RECORDS FOR THIS TASK Block Start

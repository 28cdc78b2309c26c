use serde::de::DeserializeOwned;

use crate::config::constants::GENERIC_SERVER_ERROR;

#[derive(Debug, Clone, PartialEq)]
pub struct TransportResponse {
    pub status: u16,
    pub body: String,
}

impl TransportResponse {
    pub fn new(status: u16, body: impl Into<String>) -> Self {
        Self {
            status,
            body: body.into(),
        }
    }

    pub fn is_success(&self) -> bool {
        (200..300).contains(&self.status)
    }

    pub fn is_client_error(&self) -> bool {
        (400..500).contains(&self.status)
    }

    pub fn is_server_error(&self) -> bool {
        self.status >= 500
    }

    pub fn json<T: DeserializeOwned>(&self) -> Result<T, serde_json::Error> {
        serde_json::from_str(&self.body)
    }

    /// Server supplied reason: `detail`, then `message`, then a generic text.
    pub fn error_message(&self) -> String {
        let Ok(value) = serde_json::from_str::<serde_json::Value>(&self.body) else {
            return GENERIC_SERVER_ERROR.to_string();
        };

        ["detail", "message"]
            .iter()
            .filter_map(|key| value.get(*key))
            .find_map(|field| match field {
                serde_json::Value::Null => None,
                serde_json::Value::String(text) if text.is_empty() => None,
                serde_json::Value::String(text) => Some(text.clone()),
                other => Some(other.to_string()),
            })
            .unwrap_or_else(|| GENERIC_SERVER_ERROR.to_string())
    }
}
use serde::{Deserialize, Serialize};
use crate::helpers::config_helper::ConfigHelper;

#[derive(Debug, Deserialize, Serialize, Clone, PartialEq)]
pub struct RetryConfig {
    #[serde(default = "ConfigHelper::default_max_attempts")]
    pub max_attempts: u32,

    #[serde(default = "ConfigHelper::default_retry_delay_ms")]
    pub delay_ms: u64,
}

impl Default for RetryConfig {
    fn default() -> Self {
        Self {
            max_attempts: ConfigHelper::default_max_attempts(),
            delay_ms: ConfigHelper::default_retry_delay_ms(),
        }
    }
}
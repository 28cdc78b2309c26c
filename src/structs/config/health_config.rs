use serde::{Deserialize, Serialize};
use crate::helpers::config_helper::ConfigHelper;

#[derive(Debug, Deserialize, Serialize, Clone, PartialEq)]
pub struct HealthConfig {
    #[serde(default = "ConfigHelper::default_health_interval_ms")]
    pub interval_ms: u64,
}

impl Default for HealthConfig {
    fn default() -> Self {
        Self {
            interval_ms: ConfigHelper::default_health_interval_ms(),
        }
    }
}
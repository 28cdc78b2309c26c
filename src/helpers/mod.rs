pub mod config_helper;
#[cfg(test)]
pub mod scripted_transport;
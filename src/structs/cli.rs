use std::path::PathBuf;
use clap::Parser;
use crate::enums::commands::Commands;

#[derive(Parser, Debug)]
#[clap(name = "pr-review")]
#[clap(about = "Submit pull requests to the review service and wait for the analysis", long_about = None)]
pub struct Cli {
    /// Path to the configuration file (default: ~/pr-review/config.toml).
    #[clap(long, global = true, value_name = "PATH")]
    pub config: Option<PathBuf>,

    /// Base URL of the review server; overrides config and environment.
    #[clap(long, global = true, value_name = "URL")]
    pub api_url: Option<String>,

    #[clap(short, long, global = true)]
    pub verbose: bool,

    /// Only print results and errors.
    #[clap(short, long, global = true)]
    pub quiet: bool,

    #[clap(subcommand)]
    pub command: Commands,
}

impl Cli {
    pub fn log_filter(&self) -> &'static str {
        if self.verbose {
            "debug"
        } else if self.quiet {
            "warn"
        } else {
            "info"
        }
    }
}
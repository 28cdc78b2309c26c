use std::sync::Arc;

use crate::errors::{ReviewError, ReviewResult};
use crate::structs::attempt_state::AttemptState;
use crate::structs::retry_policy::RetryPolicy;
use crate::structs::transport_request::TransportRequest;
use crate::structs::transport_response::TransportResponse;
use crate::traits::transport::Transport;

/// Re-issues a request on transient failures (no response, or 5xx) with a
/// fixed delay, up to the policy's attempt ceiling. 4xx responses are final.
#[derive(Clone)]
pub struct RetryMiddleware {
    transport: Arc<dyn Transport>,
    policy: RetryPolicy,
}

impl RetryMiddleware {
    pub fn new(transport: Arc<dyn Transport>, policy: RetryPolicy) -> Self {
        Self { transport, policy }
    }

    pub async fn execute(&self, request: &TransportRequest) -> ReviewResult<TransportResponse> {
        self.execute_with(request, self.policy).await
    }

    /// Like [`execute`](Self::execute) with a per-call policy override.
    pub async fn execute_with(&self, request: &TransportRequest, policy: RetryPolicy) -> ReviewResult<TransportResponse> {
        let mut state = AttemptState::new(policy);

        loop {
            let attempt = state.begin_attempt();

            let failure = match self.transport.send(request).await {
                Ok(response) if response.is_success() => return Ok(response),
                Ok(response) if response.is_client_error() => {
                    log::debug!("{} {} rejected with {}", request.method, request.path, response.status);
                    return Err(ReviewError::Client {
                        status: response.status,
                        message: response.error_message(),
                    });
                }
                Ok(response) if response.is_server_error() => ReviewError::Server {
                    status: response.status,
                    message: response.error_message(),
                    attempts: attempt,
                },
                Ok(response) => {
                    return Err(ReviewError::protocol_error(
                        &request.path,
                        &format!("unexpected HTTP status {}", response.status),
                    ));
                }
                Err(source) => ReviewError::Transport { source, attempts: attempt },
            };

            if !state.can_retry() {
                log::error!("❌ {} {} failed after {} attempts: {}", request.method, request.path, attempt, failure);
                return Err(failure);
            }

            log::warn!(
                "🔄 Retrying {} {} ({}/{}) after {}ms: {}",
                request.method,
                request.path,
                state.retries_performed() + 1,
                state.max_attempts() - 1,
                state.delay().as_millis(),
                failure
            );
            tokio::time::sleep(state.delay()).await;
        }
    }
}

RECORDS FOR THIS TASK Block End

** WHAT YOU NEED TO DO **
Provide only the count of lines within the entries above that include the string "contains".

** OUTPUT FOR THIS TASK **
2